Data supplied section start
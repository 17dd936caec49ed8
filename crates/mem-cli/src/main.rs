//! memctl: command-line client for the hosted memory service.

use clap::Parser;
use mem_cli::{run, Cli};
use mem_client::ClientConfig;
use std::process::ExitCode;
use tracing_subscriber::{layer::SubscriberExt, util::SubscriberInitExt};

#[tokio::main]
async fn main() -> ExitCode {
    tracing_subscriber::registry()
        .with(tracing_subscriber::EnvFilter::new(
            std::env::var("RUST_LOG").unwrap_or_else(|_| "warn".into()),
        ))
        .with(tracing_subscriber::fmt::layer().with_writer(std::io::stderr))
        .init();

    let cli = Cli::parse();
    match run(cli, ClientConfig::from_env()).await {
        Ok(value) => match serde_json::to_string_pretty(&value) {
            Ok(text) => {
                println!("{text}");
                ExitCode::SUCCESS
            }
            Err(e) => {
                eprintln!("error: {e}");
                ExitCode::FAILURE
            }
        },
        Err(e) => {
            eprintln!("error: {e}");
            ExitCode::FAILURE
        }
    }
}
//! REST endpoint paths. Caller-supplied segments are percent-encoded.

use mem_types::ApiVersion;

pub const PING: &str = "/v1/ping/";
pub const MEMORIES: &str = "/v1/memories/";
pub const ENTITIES: &str = "/v1/entities/";
pub const BATCH: &str = "/v1/batch/";
pub const EXPORTS: &str = "/v1/exports/";

fn seg(raw: &str) -> std::borrow::Cow<'_, str> {
    urlencoding::encode(raw)
}

pub fn memory(memory_id: &str) -> String {
    format!("/v1/memories/{}/", seg(memory_id))
}

pub fn memory_history(memory_id: &str) -> String {
    format!("/v1/memories/{}/history/", seg(memory_id))
}

pub fn memories(version: ApiVersion) -> String {
    format!("/{}/memories/", version)
}

pub fn search(version: ApiVersion) -> String {
    format!("/{}/memories/search/", version)
}

pub fn entity(kind: &str, entity_id: &str) -> String {
    format!("/v1/entities/{}/{}/", seg(kind), seg(entity_id))
}

pub fn project(org_id: &str, project_id: &str) -> String {
    format!(
        "/api/v1/orgs/organizations/{}/projects/{}/",
        seg(org_id),
        seg(project_id)
    )
}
Data supplied section end
Based on the records above, count the lines in which "ExitCode" occurs and provide only the number.

**Your solution**
5